▸ **What you should do**: The answer must consist only of the lines from the line with "- OpenAPI/Swagger documentation" to the line with "use tower_http::cors::CorsLayer;", both included, exactly as they stand below.

Entries provided: Begin

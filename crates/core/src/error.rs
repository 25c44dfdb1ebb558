//! Engine error kinds.
//!
//! Every mutating operation leaves no partial state behind on any of these
//! errors, and each carries enough context (entity kind, id, current status,
//! attempted operation) for a caller to render a precise message. Nothing is
//! retried inside the engine; retries are the caller's responsibility.

use serde::{Deserialize, Serialize};

/// The kind of entity an error or audit entry refers to.
#[derive(Clone, Copy, Debug, PartialEq, Eq, Serialize, Deserialize)]
#[serde(rename_all = "lowercase")]
pub enum EntityKind {
    Request,
    Application,
    Transplant,
    Candidate,
}

impl std::fmt::Display for EntityKind {
    fn fmt(&self, f: &mut std::fmt::Formatter<'_>) -> std::fmt::Result {
        let name = match self {
            EntityKind::Request => "organ request",
            EntityKind::Application => "application",
            EntityKind::Transplant => "transplant",
            EntityKind::Candidate => "candidate",
        };
        write!(f, "{name}")
    }
}

#[derive(Debug, thiserror::Error)]
pub enum EngineError {
    /// Malformed or missing required input. The caller should fix the input
    /// and retry.
    #[error("invalid input: {0}")]
    Validation(String),

    /// A referenced entity id does not exist. Not retryable without a
    /// different id.
    #[error("{entity} {id} not found")]
    NotFound { entity: EntityKind, id: String },

    /// The operation violates a state or uniqueness invariant (double-accept,
    /// double-breach-record, ...). The caller must refresh its view of the
    /// entity before deciding what to do next.
    #[error("cannot {operation} {entity} {id} while it is {status}")]
    Conflict {
        entity: EntityKind,
        id: String,
        status: String,
        operation: &'static str,
    },

    /// The requested transition is not reachable from the current state.
    #[error("{entity} {id} cannot move from {from} to {attempted}")]
    InvalidState {
        entity: EntityKind,
        id: String,
        from: String,
        attempted: String,
    },
}

impl From<tmc_types::TypeError> for EngineError {
    fn from(err: tmc_types::TypeError) -> Self {
        EngineError::Validation(err.to_string())
    }
}

pub type EngineResult<T> = std::result::Result<T, EngineError>;
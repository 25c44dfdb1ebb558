//! In-memory logical layout of the engine's persisted state.
//!
//! Three collections (`organ_requests`, `applications`, `transplants`) plus a
//! per-request lock registry. Physical persistence technology is out of scope
//! for the engine; this store defines the logical layout and the locking
//! discipline a durable backend would have to preserve.
//!
//! # Locking discipline
//!
//! All mutating operations on one organ request must run under that request's
//! lock (obtained via [`EngineStore::request_lock`]), including operations on
//! its applications and its transplant. Different requests proceed
//! concurrently. Collection-level locks below are only ever held for the
//! duration of a single read or write, never across an external call.

use std::collections::HashMap;
use std::sync::atomic::{AtomicU64, Ordering};
use std::sync::{Arc, Mutex, PoisonError, RwLock};

use uuid::Uuid;

use crate::application::Application;
use crate::error::{EngineError, EngineResult, EntityKind};
use crate::request::OrganRequest;
use crate::transplant::Transplant;

#[derive(Default)]
pub struct EngineStore {
    requests: RwLock<HashMap<Uuid, OrganRequest>>,
    applications: RwLock<HashMap<Uuid, Application>>,
    transplants: RwLock<HashMap<Uuid, Transplant>>,
    request_locks: Mutex<HashMap<Uuid, Arc<Mutex<()>>>>,
    intake_sequence: AtomicU64,
}

impl EngineStore {
    pub fn new() -> Self {
        Self::default()
    }

    /// Returns the serialization lock for one request, creating it on first
    /// use. Callers hold the returned mutex for the whole mutating operation.
    pub fn request_lock(&self, request_id: Uuid) -> Arc<Mutex<()>> {
        let mut locks = self
            .request_locks
            .lock()
            .unwrap_or_else(PoisonError::into_inner);
        locks
            .entry(request_id)
            .or_insert_with(|| Arc::new(Mutex::new(())))
            .clone()
    }

    /// Next application intake sequence number (store-wide, monotonic).
    pub fn next_intake_sequence(&self) -> u64 {
        self.intake_sequence.fetch_add(1, Ordering::Relaxed) + 1
    }

    // -- organ_requests ------------------------------------------------------

    pub fn insert_request(&self, request: OrganRequest) {
        let mut requests = self
            .requests
            .write()
            .unwrap_or_else(PoisonError::into_inner);
        requests.insert(request.id, request);
    }

    pub fn read_request(&self, request_id: Uuid) -> EngineResult<OrganRequest> {
        let requests = self.requests.read().unwrap_or_else(PoisonError::into_inner);
        requests
            .get(&request_id)
            .cloned()
            .ok_or_else(|| EngineError::NotFound {
                entity: EntityKind::Request,
                id: request_id.to_string(),
            })
    }

    /// Replaces the stored request. The caller must hold the request lock.
    pub fn write_request(&self, request: OrganRequest) {
        self.insert_request(request);
    }

    // -- applications --------------------------------------------------------

    pub fn insert_application(&self, application: Application) {
        let mut applications = self
            .applications
            .write()
            .unwrap_or_else(PoisonError::into_inner);
        applications.insert(application.id, application);
    }

    pub fn read_application(&self, application_id: Uuid) -> EngineResult<Application> {
        let applications = self
            .applications
            .read()
            .unwrap_or_else(PoisonError::into_inner);
        applications
            .get(&application_id)
            .cloned()
            .ok_or_else(|| EngineError::NotFound {
                entity: EntityKind::Application,
                id: application_id.to_string(),
            })
    }

    /// Replaces a stored application. The caller must hold the parent
    /// request's lock.
    pub fn write_application(&self, application: Application) {
        self.insert_application(application);
    }

    /// All applications for one request, in stable submission order
    /// (submission time ascending, intake sequence as tie-breaker). Never
    /// ordered by score: score is advisory and display-only.
    pub fn applications_for(&self, request_id: Uuid) -> Vec<Application> {
        let applications = self
            .applications
            .read()
            .unwrap_or_else(PoisonError::into_inner);
        let mut found: Vec<Application> = applications
            .values()
            .filter(|a| a.request_id == request_id)
            .cloned()
            .collect();
        found.sort_by_key(|a| (a.submitted_at, a.sequence));
        found
    }

    // -- transplants ---------------------------------------------------------

    pub fn insert_transplant(&self, transplant: Transplant) {
        let mut transplants = self
            .transplants
            .write()
            .unwrap_or_else(PoisonError::into_inner);
        transplants.insert(transplant.id, transplant);
    }

    pub fn read_transplant(&self, transplant_id: Uuid) -> EngineResult<Transplant> {
        let transplants = self
            .transplants
            .read()
            .unwrap_or_else(PoisonError::into_inner);
        transplants
            .get(&transplant_id)
            .cloned()
            .ok_or_else(|| EngineError::NotFound {
                entity: EntityKind::Transplant,
                id: transplant_id.to_string(),
            })
    }

    /// Replaces a stored transplant. The caller must hold the parent
    /// request's lock.
    pub fn write_transplant(&self, transplant: Transplant) {
        self.insert_transplant(transplant);
    }

    /// The transplants referencing one request. The exactly-once authorize
    /// property keeps this at zero or one; exposed as a list so invariant
    /// violations would be visible rather than masked.
    pub fn transplants_for(&self, request_id: Uuid) -> Vec<Transplant> {
        let transplants = self
            .transplants
            .read()
            .unwrap_or_else(PoisonError::into_inner);
        transplants
            .values()
            .filter(|t| t.request_id == request_id)
            .cloned()
            .collect()
    }
}

#[cfg(test)]
mod tests {
    use super::*;
    use crate::request::{NewOrganRequest, UrgencyLevel};
    use chrono::{Duration, Utc};
    use tmc_types::{CompatibilityScore, NonEmptyText};

    fn sample_request() -> OrganRequest {
        OrganRequest::create(
            NewOrganRequest {
                hospital_id: "hosp-1".into(),
                patient_name: "Amara Nwosu".into(),
                patient_age: 41,
                blood_type: "O-".into(),
                organ_type: "kidney".into(),
                urgency: UrgencyLevel::High,
                medical_condition: "ESRD".into(),
            },
            Utc::now(),
        )
    }

    #[test]
    fn test_read_unknown_request_is_not_found() {
        let store = EngineStore::new();
        match store.read_request(Uuid::new_v4()) {
            Err(EngineError::NotFound { entity, .. }) => {
                assert_eq!(entity, EntityKind::Request);
            }
            other => panic!("expected NotFound, got {other:?}"),
        }
    }

    #[test]
    fn test_applications_sorted_by_submission_not_score() {
        let store = EngineStore::new();
        let request = sample_request();
        let request_id = request.id;
        store.insert_request(request);

        let base = Utc::now();
        for (offset, score) in [(0, 40.0), (1, 95.0), (2, 10.0)] {
            let application = Application::submit(
                request_id,
                NonEmptyText::new(format!("cand-{offset}")).unwrap(),
                CompatibilityScore::new(score).unwrap(),
                store.next_intake_sequence(),
                base + Duration::seconds(offset),
            );
            store.insert_application(application);
        }

        let listed = store.applications_for(request_id);
        let candidates: Vec<&str> = listed.iter().map(|a| a.candidate_id.as_str()).collect();
        assert_eq!(candidates, vec!["cand-0", "cand-1", "cand-2"]);
    }

    #[test]
    fn test_request_lock_is_shared_per_request() {
        let store = EngineStore::new();
        let id = Uuid::new_v4();
        let first = store.request_lock(id);
        let second = store.request_lock(id);
        assert!(Arc::ptr_eq(&first, &second));
        assert!(!Arc::ptr_eq(&first, &store.request_lock(Uuid::new_v4())));
    }
}
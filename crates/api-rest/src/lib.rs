//! # API REST
//!
//! REST surface for the TMC organ request lifecycle and matching engine.
//!
//! Handles:
//! - HTTP endpoints with axum
//! - OpenAPI/Swagger documentation
//! - REST-specific concerns (JSON serialization, CORS, error→status mapping)
//!
//! Identity is request-scoped: each call may carry an `x-actor-id` header
//! which the engine uses for audit entries only. No session state lives here.

#![warn(rust_2018_idioms)]

use axum::{
    extract::{Path, State},
    http::{HeaderMap, StatusCode},
    response::Json,
    routing::{get, post},
    Router,
};
use tower_http::cors::CorsLayer;
use utoipa::OpenApi;
use utoipa_swagger_ui::SwaggerUi;
use uuid::Uuid;

use api_shared::{
    AdvanceTransplantReq, ApplicationRes, AuthorizedMatchRes, CreateRequestReq, ErrorRes,
    HealthRes, HealthService, LifecycleEventRes, ListApplicationsRes, OrganRequestRes, OutcomeDto,
    RejectApplicationReq, SlaBreachReq, SlaStatusRes, SubmitApplicationReq, SurgeryDetailsDto,
    TransplantRes,
};
use tmc_core::{
    EngineError, MatchEngine, NewOrganRequest, OrganFunction, SurvivalStatus, TransplantOutcome,
    TransplantStatus, UrgencyLevel,
};

/// Application state shared across REST API handlers.
#[derive(Clone)]
pub struct AppState {
    pub engine: MatchEngine,
}

#[derive(OpenApi)]
#[openapi(
    paths(
        health,
        create_request,
        get_request,
        get_sla_status,
        validate_eligibility,
        record_sla_breach,
        cancel_request,
        submit_application,
        list_applications,
        reject_application,
        authorize_match,
        advance_transplant,
        record_outcome,
        get_transplant,
    ),
    components(schemas(
        HealthRes,
        ErrorRes,
        CreateRequestReq,
        OrganRequestRes,
        LifecycleEventRes,
        SlaStatusRes,
        SlaBreachReq,
        SubmitApplicationReq,
        ApplicationRes,
        ListApplicationsRes,
        RejectApplicationReq,
        SurgeryDetailsDto,
        AuthorizedMatchRes,
        AdvanceTransplantReq,
        OutcomeDto,
        TransplantRes,
    ))
)]
pub struct ApiDoc;

/// Builds the REST router around an engine instance.
pub fn build_router(engine: MatchEngine) -> Router {
    Router::new()
        .route("/health", get(health))
        .route("/requests", post(create_request))
        .route("/requests/:id", get(get_request))
        .route("/requests/:id/sla", get(get_sla_status))
        .route("/requests/:id/validate-eligibility", post(validate_eligibility))
        .route("/requests/:id/sla-breach", post(record_sla_breach))
        .route("/requests/:id/cancel", post(cancel_request))
        .route("/requests/:id/applications", post(submit_application))
        .route("/requests/:id/applications", get(list_applications))
        .route("/applications/:id/reject", post(reject_application))
        .route("/applications/:id/authorize", post(authorize_match))
        .route("/transplants/:id", get(get_transplant))
        .route("/transplants/:id/advance", post(advance_transplant))
        .route("/transplants/:id/outcome", post(record_outcome))
        .merge(SwaggerUi::new("/swagger-ui").url("/api-docs/openapi.json", ApiDoc::openapi()))
        .layer(CorsLayer::permissive())
        .with_state(AppState { engine })
}

type ApiError = (StatusCode, Json<ErrorRes>);
type ApiResult<T> = Result<Json<T>, ApiError>;
//! Request lifecycle state machine.
//!
//! Owns the request's status and lifecycle event log. All mutating operations
//! run under the request's serialization lock; each returns the full updated
//! entity.

use std::sync::Arc;

use chrono::Utc;
use tmc_types::NonEmptyText;
use uuid::Uuid;

use crate::collaborators::{CandidateDirectory, EngineEvent};
use crate::engine::EngineInner;
use crate::error::{EngineError, EngineResult, EntityKind};
use crate::request::{NewOrganRequest, OrganRequest, RequestStatus};
use crate::ApplicationStatus;

pub struct LifecycleService {
    inner: Arc<EngineInner>,
}

impl LifecycleService {
    pub(crate) fn new(inner: Arc<EngineInner>) -> Self {
        Self { inner }
    }

    /// Creates a new organ request in `pending` state.
    ///
    /// The SLA window starts at the returned entity's `created_at`. Urgency
    /// and the owning hospital are immutable afterwards.
    ///
    /// # Errors
    ///
    /// Returns `EngineError::Validation` when the patient snapshot is
    /// incomplete (blank name, blood type, organ type or hospital id, or a
    /// zero age).
    pub fn create_request(
        &self,
        actor: &str,
        input: NewOrganRequest,
    ) -> EngineResult<OrganRequest> {
        for (field, value) in [
            ("hospital id", &input.hospital_id),
            ("patient name", &input.patient_name),
            ("blood type", &input.blood_type),
            ("organ type", &input.organ_type),
        ] {
            NonEmptyText::new(value)
                .map_err(|_| EngineError::Validation(format!("{field} is required")))?;
        }
        if input.patient_age == 0 {
            return Err(EngineError::Validation(
                "patient age must be greater than zero".into(),
            ));
        }

        let request = OrganRequest::create(input, Utc::now());
        self.inner.store.insert_request(request.clone());
        self.inner
            .emit_audit(EntityKind::Request, request.id, "request.created", actor);
        tracing::info!(request_id = %request.id, code = %request.code, urgency = %request.urgency, "organ request created");
        Ok(request)
    }

    /// Validates patient data completeness and moves the request from
    /// `pending` to `eligibility-validated`.
    ///
    /// Idempotent: re-validating an already-validated request succeeds
    /// without mutation and without a duplicate lifecycle event.
    ///
    /// # Errors
    ///
    /// - `EngineError::NotFound` when the request id is unknown.
    /// - `EngineError::Validation` when the eligibility policy rejects the
    ///   patient snapshot.
    /// - `EngineError::InvalidState` when the request has already moved past
    ///   validation (matched, in-progress, completed or cancelled).
    pub fn validate_eligibility(&self, actor: &str, request_id: Uuid) -> EngineResult<OrganRequest> {
        let lock = self.inner.store.request_lock(request_id);
        let _guard = lock.lock().unwrap_or_else(std::sync::PoisonError::into_inner);

        let mut request = self.inner.store.read_request(request_id)?;
        match request.status {
            RequestStatus::EligibilityValidated => Ok(request),
            RequestStatus::Pending => {
                self.inner.eligibility.check(&request)?;
                request.status = RequestStatus::EligibilityValidated;
                request.log_stage("eligibility-validated", None, Utc::now());
                self.inner.store.write_request(request.clone());
                self.inner.emit_audit(
                    EntityKind::Request,
                    request_id,
                    "request.eligibility-validated",
                    actor,
                );
                Ok(request)
            }
            other => Err(EngineError::InvalidState {
                entity: EntityKind::Request,
                id: request_id.to_string(),
                from: other.to_string(),
                attempted: "eligibility-validated".into(),
            }),
        }
    }

    /// Acknowledges an SLA breach, capturing the mandatory delay reason.
    ///
    /// Allowed exactly once per request. Breach acknowledgement is advisory
    /// and audit-oriented: it does not change the request's status.
    ///
    /// # Errors
    ///
    /// - `EngineError::NotFound` when the request id is unknown.
    /// - `EngineError::Validation` when the reason is blank.
    /// - `EngineError::Conflict` when a breach was already recorded.
    pub fn record_sla_breach(
        &self,
        actor: &str,
        request_id: Uuid,
        reason: &str,
    ) -> EngineResult<OrganRequest> {
        let reason = NonEmptyText::new(reason).map_err(|_| {
            EngineError::Validation("an SLA breach requires a non-empty delay reason".into())
        })?;

        let lock = self.inner.store.request_lock(request_id);
        let _guard = lock.lock().unwrap_or_else(std::sync::PoisonError::into_inner);

        let mut request = self.inner.store.read_request(request_id)?;
        if request.sla_breached_at.is_some() {
            return Err(EngineError::Conflict {
                entity: EntityKind::Request,
                id: request_id.to_string(),
                status: "sla-breached".into(),
                operation: "record SLA breach on",
            });
        }

        let now = Utc::now();
        request.sla_breached_at = Some(now);
        request.sla_delay_reason = Some(reason.to_string());
        request.log_stage("sla-breached", Some(reason.to_string()), now);
        self.inner.store.write_request(request.clone());

        self.inner
            .emit_audit(EntityKind::Request, request_id, "request.sla-breached", actor);
        self.inner.emit_event(EngineEvent::SlaBreached {
            request_id,
            reason: reason.to_string(),
        });
        tracing::warn!(request_id = %request_id, reason = %reason, "SLA breach recorded");
        Ok(request)
    }

    /// Cancels a request from any non-terminal state.
    ///
    /// Rejects every still-pending application, releases a locked donor back
    /// to the available pool when the request was already matched, and leaves
    /// an accepted application untouched as a historical record.
    ///
    /// # Errors
    ///
    /// - `EngineError::NotFound` when the request id is unknown.
    /// - `EngineError::Conflict` when the request is already `completed` or
    ///   `cancelled`.
    pub fn cancel(&self, actor: &str, request_id: Uuid) -> EngineResult<OrganRequest> {
        let lock = self.inner.store.request_lock(request_id);
        let _guard = lock.lock().unwrap_or_else(std::sync::PoisonError::into_inner);

        let mut request = self.inner.store.read_request(request_id)?;
        if request.status.is_terminal() {
            return Err(EngineError::Conflict {
                entity: EntityKind::Request,
                id: request_id.to_string(),
                status: request.status.to_string(),
                operation: "cancel",
            });
        }

        let now = Utc::now();
        for mut application in self.inner.store.applications_for(request_id) {
            match application.status {
                ApplicationStatus::Pending => {
                    application.status = ApplicationStatus::Rejected;
                    application.rejection_reason = Some("request cancelled".into());
                    self.inner.store.write_application(application.clone());
                    self.inner.emit_audit(
                        EntityKind::Application,
                        application.id,
                        "application.rejected",
                        actor,
                    );
                }
                ApplicationStatus::Accepted => {
                    // The match is void; the donor goes back to the pool.
                    self.inner.directory.release(application.candidate_id.as_str());
                }
                ApplicationStatus::Rejected => {}
            }
        }

        request.status = RequestStatus::Cancelled;
        request.log_stage("cancelled", None, now);
        self.inner.store.write_request(request.clone());
        self.inner
            .emit_audit(EntityKind::Request, request_id, "request.cancelled", actor);
        tracing::info!(request_id = %request_id, "organ request cancelled");
        Ok(request)
    }
}
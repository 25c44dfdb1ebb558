//! Engine facade: wires the store to the collaborator seams and hands out
//! the per-component services.
//!
//! The engine is stateless regarding identity: every mutating operation takes
//! a caller-supplied actor id which is used for audit entries only. Every
//! mutating operation returns the full updated entity, so callers never need
//! a follow-up read to stay consistent.

use std::sync::Arc;

use chrono::{DateTime, Utc};
use uuid::Uuid;

use crate::application::Application;
use crate::authorizer::MatchAuthorizer;
use crate::collaborators::{
    AuditEntry, AuditSink, CandidateDirectory, EngineEvent, InMemoryDirectory,
    NotificationDispatcher, TracingAuditSink, TracingDispatcher,
};
use crate::eligibility::{EligibilityPolicy, StandardEligibility};
use crate::error::{EngineResult, EntityKind};
use crate::lifecycle::LifecycleService;
use crate::outcome::OutcomeRecorder;
use crate::registry::ApplicationRegistry;
use crate::request::OrganRequest;
use crate::sla::SlaStatus;
use crate::store::EngineStore;
use crate::transplant::Transplant;

pub(crate) struct EngineInner {
    pub(crate) store: EngineStore,
    pub(crate) directory: Arc<dyn CandidateDirectory>,
    pub(crate) dispatcher: Arc<dyn NotificationDispatcher>,
    pub(crate) audit: Arc<dyn AuditSink>,
    pub(crate) eligibility: Arc<dyn EligibilityPolicy>,
}

impl EngineInner {
    /// Emits one immutable audit entry for a state transition.
    pub(crate) fn emit_audit(&self, entity: EntityKind, entity_id: Uuid, action: &str, actor: &str) {
        self.audit.record(AuditEntry {
            entity_type: entity,
            entity_id: entity_id.to_string(),
            action: action.to_owned(),
            timestamp: Utc::now(),
            actor: actor.to_owned(),
        });
    }

    /// Fire-and-forget event emission; never blocks on delivery.
    pub(crate) fn emit_event(&self, event: EngineEvent) {
        self.dispatcher.dispatch(event);
    }
}

/// The organ request lifecycle and matching engine.
///
/// Cheap to clone; all clones share the same store and collaborators.
#[derive(Clone)]
pub struct MatchEngine {
    pub(crate) inner: Arc<EngineInner>,
}

impl MatchEngine {
    /// Builds an engine around explicit collaborator implementations.
    pub fn new(
        directory: Arc<dyn CandidateDirectory>,
        dispatcher: Arc<dyn NotificationDispatcher>,
        audit: Arc<dyn AuditSink>,
        eligibility: Arc<dyn EligibilityPolicy>,
    ) -> Self {
        MatchEngine {
            inner: Arc::new(EngineInner {
                store: EngineStore::new(),
                directory,
                dispatcher,
                audit,
                eligibility,
            }),
        }
    }

    /// Builds an engine with tracing-backed collaborators, an empty in-memory
    /// candidate directory and the standard eligibility policy.
    pub fn with_defaults() -> Self {
        Self::new(
            Arc::new(InMemoryDirectory::new()),
            Arc::new(TracingDispatcher),
            Arc::new(TracingAuditSink),
            Arc::new(StandardEligibility),
        )
    }

    /// Request lifecycle state machine (create, validate, breach, cancel).
    pub fn lifecycle(&self) -> LifecycleService {
        LifecycleService::new(self.inner.clone())
    }

    /// Candidate application intake and review.
    pub fn registry(&self) -> ApplicationRegistry {
        ApplicationRegistry::new(self.inner.clone())
    }

    /// Match authorization (accept one application, lock out the rest).
    pub fn authorizer(&self) -> MatchAuthorizer {
        MatchAuthorizer::new(self.inner.clone())
    }

    /// Transplant progression and outcome recording.
    pub fn outcomes(&self) -> OutcomeRecorder {
        OutcomeRecorder::new(self.inner.clone())
    }

    // -- read surface --------------------------------------------------------

    pub fn request(&self, request_id: Uuid) -> EngineResult<OrganRequest> {
        self.inner.store.read_request(request_id)
    }

    pub fn application(&self, application_id: Uuid) -> EngineResult<Application> {
        self.inner.store.read_application(application_id)
    }

    pub fn transplant(&self, transplant_id: Uuid) -> EngineResult<Transplant> {
        self.inner.store.read_transplant(transplant_id)
    }

    /// Transplants referencing one request (zero or one under the
    /// exactly-once authorize invariant).
    pub fn transplants_for(&self, request_id: Uuid) -> Vec<Transplant> {
        self.inner.store.transplants_for(request_id)
    }

    /// SLA position of a request as of `now`, computed on read.
    pub fn sla_status(&self, request_id: Uuid, now: DateTime<Utc>) -> EngineResult<SlaStatus> {
        let request = self.inner.store.read_request(request_id)?;
        Ok(SlaStatus::of(&request, now))
    }
}
//! Pluggable eligibility predicate.
//!
//! The exact clinical eligibility rules are owned by the hospitals' policy
//! layer, not by this engine, so the check is a seam: the engine takes any
//! [`EligibilityPolicy`] and [`StandardEligibility`] is the minimal default
//! (complete patient data, plausible age).

use tmc_types::NonEmptyText;

use crate::error::{EngineError, EngineResult};
use crate::request::OrganRequest;

pub trait EligibilityPolicy: Send + Sync {
    /// Checks whether `request` carries the data needed to proceed to
    /// matching.
    ///
    /// # Errors
    ///
    /// Returns `EngineError::Validation` naming the first missing or
    /// malformed field.
    fn check(&self, request: &OrganRequest) -> EngineResult<()>;
}

/// Minimal default policy: complete patient snapshot and a plausible age.
///
/// Urgency is well-formed by construction and needs no check here.
pub struct StandardEligibility;

impl EligibilityPolicy for StandardEligibility {
    fn check(&self, request: &OrganRequest) -> EngineResult<()> {
        for (field, value) in [
            ("patient name", &request.patient_name),
            ("patient blood type", &request.blood_type),
            ("organ type", &request.organ_type),
        ] {
            NonEmptyText::new(value).map_err(|_| {
                EngineError::Validation(format!(
                    "{field} is required for eligibility validation"
                ))
            })?;
        }
        if request.patient_age == 0 {
            return Err(EngineError::Validation(
                "patient age must be greater than zero".into(),
            ));
        }
        Ok(())
    }
}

Entries provided: End

▸ **Reply**:
//! - OpenAPI/Swagger documentation
//! - REST-specific concerns (JSON serialization, CORS, error→status mapping)
//!
//! Identity is request-scoped: each call may carry an `x-actor-id` header
//! which the engine uses for audit entries only. No session state lives here.

#![warn(rust_2018_idioms)]

use axum::{
    extract::{Path, State},
    http::{HeaderMap, StatusCode},
    response::Json,
    routing::{get, post},
    Router,
};
use tower_http::cors::CorsLayer;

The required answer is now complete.